# Task description
If a line in the data below includes the string "provider", please return a copy of it.

[Opening Data records section]

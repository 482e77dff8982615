//! Session store — in-memory map of independent wizard sessions.

use std::collections::HashMap;
use std::sync::Arc;
use std::time::Duration;

use chrono::{DateTime, Utc};
use tokio::sync::RwLock;
use tracing::{debug, info};
use uuid::Uuid;

use super::state::SessionState;

struct SessionEntry {
    state: SessionState,
    last_active: DateTime<Utc>,
}

/// Holds one `SessionState` per session id. The lock is only ever held for
/// synchronous state updates, never across a generation call.
pub struct SessionStore {
    sessions: RwLock<HashMap<Uuid, SessionEntry>>,
}

impl SessionStore {
    pub fn new() -> Arc<Self> {
        Arc::new(Self {
            sessions: RwLock::new(HashMap::new()),
        })
    }

    /// Start a new session at step 1.
    pub async fn create(&self) -> (Uuid, SessionState) {
        let id = Uuid::new_v4();
        let state = SessionState::new();
        self.sessions.write().await.insert(
            id,
            SessionEntry {
                state: state.clone(),
                last_active: Utc::now(),
            },
        );
        info!(session_id = %id, "Session created");
        (id, state)
    }

    /// Snapshot of a session's state.
    pub async fn get(&self, id: Uuid) -> Option<SessionState> {
        self.sessions.read().await.get(&id).map(|e| e.state.clone())
    }

    /// Mutate a session in place and mark it active.
    pub async fn update<F, R>(&self, id: Uuid, f: F) -> Option<R>
    where
        F: FnOnce(&mut SessionState) -> R,
    {
        let mut sessions = self.sessions.write().await;
        let entry = sessions.get_mut(&id)?;
        entry.last_active = Utc::now();
        Some(f(&mut entry.state))
    }

    /// Drop sessions idle for longer than `idle`. Returns how many were removed.
    pub async fn prune_idle(&self, idle: Duration) -> usize {
        let Ok(idle) = chrono::Duration::from_std(idle) else {
            return 0;
        };
        let cutoff = Utc::now() - idle;
        let mut sessions = self.sessions.write().await;
        let before = sessions.len();
        sessions.retain(|id, entry| {
            // A session mid-generation is never idle.
            let keep = entry.last_active > cutoff || entry.state.is_generating();
            if !keep {
                debug!(session_id = %id, "Session pruned");
            }
            keep
        });
        let pruned = before - sessions.len();
        if pruned > 0 {
            info!(count = pruned, "Pruned idle sessions");
        }
        pruned
    }

    pub async fn len(&self) -> usize {
        self.sessions.read().await.len()
    }
}

/// Spawn a background task that periodically prunes idle sessions.
pub fn spawn_prune_task(store: Arc<SessionStore>, idle: Duration) -> tokio::task::JoinHandle<()> {
    tokio::spawn(async move {
        let mut interval = tokio::time::interval(Duration::from_secs(60));
        loop {
            interval.tick().await;
            store.prune_idle(idle).await;
        }
    })
}

#[cfg(test)]
mod tests {
    use super::*;
    use crate::wizard::state::{GenerationStatus, WizardEvent, WizardStep, transition};

    #[tokio::test]
    async fn create_and_get() {
        let store = SessionStore::new();
        assert_eq!(store.len().await, 0);

        let (id, state) = store.create().await;
        assert_eq!(state.step, WizardStep::CollectCharacter);
        assert_eq!(store.len().await, 1);
        assert_eq!(store.get(id).await, Some(SessionState::new()));
    }

    #[tokio::test]
    async fn update_applies_to_one_session_only() {
        let store = SessionStore::new();
        let (a, _) = store.create().await;
        let (b, _) = store.create().await;

        let step = store
            .update(a, |s| {
                *s = transition(
                    std::mem::take(s),
                    WizardEvent::Submit {
                        value: "Luna".to_string(),
                    },
                )
                .state;
                s.step
            })
            .await;
        assert_eq!(step, Some(WizardStep::CollectLocation));
        assert_eq!(store.get(b).await.unwrap().step, WizardStep::CollectCharacter);
    }

    #[tokio::test]
    async fn unknown_session() {
        let store = SessionStore::new();
        let id = Uuid::new_v4();
        assert!(store.get(id).await.is_none());
        assert!(store.update(id, |s| s.step).await.is_none());
    }

    #[tokio::test]
    async fn prune_removes_idle_but_keeps_in_flight() {
        let store = SessionStore::new();
        let (idle, _) = store.create().await;
        let (busy, _) = store.create().await;
        store
            .update(busy, |s| {
                s.step = WizardStep::Generating;
                s.generation = GenerationStatus::InFlight;
            })
            .await;

        tokio::time::sleep(Duration::from_millis(20)).await;
        let pruned = store.prune_idle(Duration::from_millis(5)).await;

        assert_eq!(pruned, 1);
        assert!(store.get(idle).await.is_none());
        assert!(store.get(busy).await.is_some());
    }

    #[tokio::test]
    async fn prune_keeps_recent_sessions() {
        let store = SessionStore::new();
        store.create().await;
        assert_eq!(store.prune_idle(Duration::from_secs(3600)).await, 0);
        assert_eq!(store.len().await, 1);
    }
}
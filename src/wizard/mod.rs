//! Story wizard — a five-step form that collects story elements, asks the
//! LLM for a children's story, and shows the result.
//!
//! Each session is an explicit `SessionState` record driven by the pure
//! `transition` function. The controller performs the one side effect (the
//! generation call); drivers (HTTP routes, the terminal) only keep the
//! state between events.

pub mod controller;
pub mod model;
pub mod prompts;
pub mod routes;
pub mod state;
pub mod store;
pub mod view;

pub use controller::{GenerationJob, WizardController};
pub use model::{StepCopy, StoryElements, StoryField};
pub use prompts::story_prompt;
pub use routes::{SessionResponse, WizardRouteState, wizard_routes};
pub use state::{
    Effect, GenerationStatus, SessionState, Transition, WizardEvent, WizardStep, transition,
};
pub use store::{SessionStore, spawn_prune_task};
pub use view::{View, ViewBody, render};
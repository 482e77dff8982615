//! Configuration types.

use std::path::{Path, PathBuf};
use std::str::FromStr;
use std::time::Duration;

use secrecy::SecretString;

use crate::error::ConfigError;

/// Name of the credential looked up in the secrets file and environment.
pub const API_KEY_VAR: &str = "ANTHROPIC_API_KEY";

/// Default model for story generation.
pub const DEFAULT_MODEL: &str = "claude-3-sonnet-20240229";

/// Settings for the single generation call.
#[derive(Debug, Clone)]
pub struct GenerationConfig {
    /// Output token cap sent with every request.
    pub max_tokens: u32,
    /// Upper bound on one generation call.
    pub timeout: Duration,
}

impl Default for GenerationConfig {
    fn default() -> Self {
        Self {
            max_tokens: 2000,
            timeout: Duration::from_secs(120),
        }
    }
}

/// Process-wide wizard configuration.
#[derive(Debug, Clone)]
pub struct WizardConfig {
    /// Port for the HTTP server.
    pub port: u16,
    /// Model identifier passed to the provider.
    pub model: String,
    pub generation: GenerationConfig,
    /// Sessions untouched for this long are pruned.
    pub session_idle_timeout: Duration,
    /// Optional JSON secrets file consulted before the environment.
    pub secrets_path: PathBuf,
    /// Alternate Anthropic API host; the provider default when unset.
    pub api_base: Option<String>,
}

impl Default for WizardConfig {
    fn default() -> Self {
        Self {
            port: 8080,
            model: DEFAULT_MODEL.to_string(),
            generation: GenerationConfig::default(),
            session_idle_timeout: Duration::from_secs(3600), // 1 hour
            secrets_path: PathBuf::from("./secrets.json"),
            api_base: None,
        }
    }
}

impl WizardConfig {
    /// Build from `STORY_WIZARD_*` environment variables.
    pub fn from_env() -> Result<Self, ConfigError> {
        Self::from_lookup(|key| std::env::var(key).ok())
    }

    /// Build from an arbitrary key lookup. Unset keys keep their defaults.
    pub fn from_lookup<F>(lookup: F) -> Result<Self, ConfigError>
    where
        F: Fn(&str) -> Option<String>,
    {
        let mut config = Self::default();

        if let Some(port) = parse_var(&lookup, "STORY_WIZARD_PORT")? {
            config.port = port;
        }
        if let Some(model) = lookup("STORY_WIZARD_MODEL").filter(|m| !m.trim().is_empty()) {
            config.model = model;
        }
        if let Some(secs) = parse_var::<u64, _>(&lookup, "STORY_WIZARD_TIMEOUT_SECS")? {
            if secs == 0 {
                return Err(ConfigError::InvalidValue {
                    key: "STORY_WIZARD_TIMEOUT_SECS".to_string(),
                    message: "must be greater than zero".to_string(),
                });
            }
            config.generation.timeout = Duration::from_secs(secs);
        }
        if let Some(secs) = parse_var(&lookup, "STORY_WIZARD_SESSION_IDLE_SECS")? {
            config.session_idle_timeout = Duration::from_secs(secs);
        }
        if let Some(path) = lookup("STORY_WIZARD_SECRETS") {
            config.secrets_path = PathBuf::from(path);
        }
        if let Some(base) = lookup("STORY_WIZARD_API_BASE").filter(|b| !b.trim().is_empty()) {
            config.api_base = Some(base.trim().trim_end_matches('/').to_string());
        }

        Ok(config)
    }

    /// Resolve the API key from the secrets file, then the environment.
    pub fn api_key(&self) -> Result<SecretString, ConfigError> {
        resolve_api_key(&self.secrets_path, |key| std::env::var(key).ok())
    }
}

fn parse_var<T, F>(lookup: &F, key: &str) -> Result<Option<T>, ConfigError>
where
    T: FromStr,
    T::Err: std::fmt::Display,
    F: Fn(&str) -> Option<String>,
{
    match lookup(key) {
        Some(raw) => raw
            .trim()
            .parse()
            .map(Some)
            .map_err(|e: T::Err| ConfigError::InvalidValue {
                key: key.to_string(),
                message: e.to_string(),
            }),
        None => Ok(None),
    }
}

/// Look up `ANTHROPIC_API_KEY`, secrets file first, then the environment.
///
/// A secrets file that is missing, unreadable or malformed is skipped with a
/// warning. Empty values count as absent.
pub fn resolve_api_key<F>(secrets_path: &Path, env: F) -> Result<SecretString, ConfigError>
where
    F: Fn(&str) -> Option<String>,
{
    match read_secret(secrets_path, API_KEY_VAR) {
        Ok(Some(key)) => {
            tracing::debug!(path = %secrets_path.display(), "API key loaded from secrets file");
            return Ok(SecretString::from(key));
        }
        Ok(None) => {}
        Err(e) => {
            tracing::warn!(error = %e, "Ignoring secrets file, falling back to environment");
        }
    }

    env(API_KEY_VAR)
        .filter(|k| !k.trim().is_empty())
        .map(SecretString::from)
        .ok_or(ConfigError::MissingApiKey)
}

fn read_secret(path: &Path, key: &str) -> Result<Option<String>, ConfigError> {
    let raw = match std::fs::read_to_string(path) {
        Ok(raw) => raw,
        Err(e) if e.kind() == std::io::ErrorKind::NotFound => return Ok(None),
        Err(e) => return Err(ConfigError::Io(e)),
    };

    let secrets: serde_json::Value = serde_json::from_str(&raw)
        .map_err(|e| ConfigError::Secrets(format!("{}: {e}", path.display())))?;

    Ok(secrets
        .get(key)
        .and_then(|v| v.as_str())
        .filter(|v| !v.trim().is_empty())
        .map(String::from))
}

[Closing Data records section]

# Solution for this task
    /// Model identifier passed to the provider.
    /// Alternate Anthropic API host; the provider default when unset.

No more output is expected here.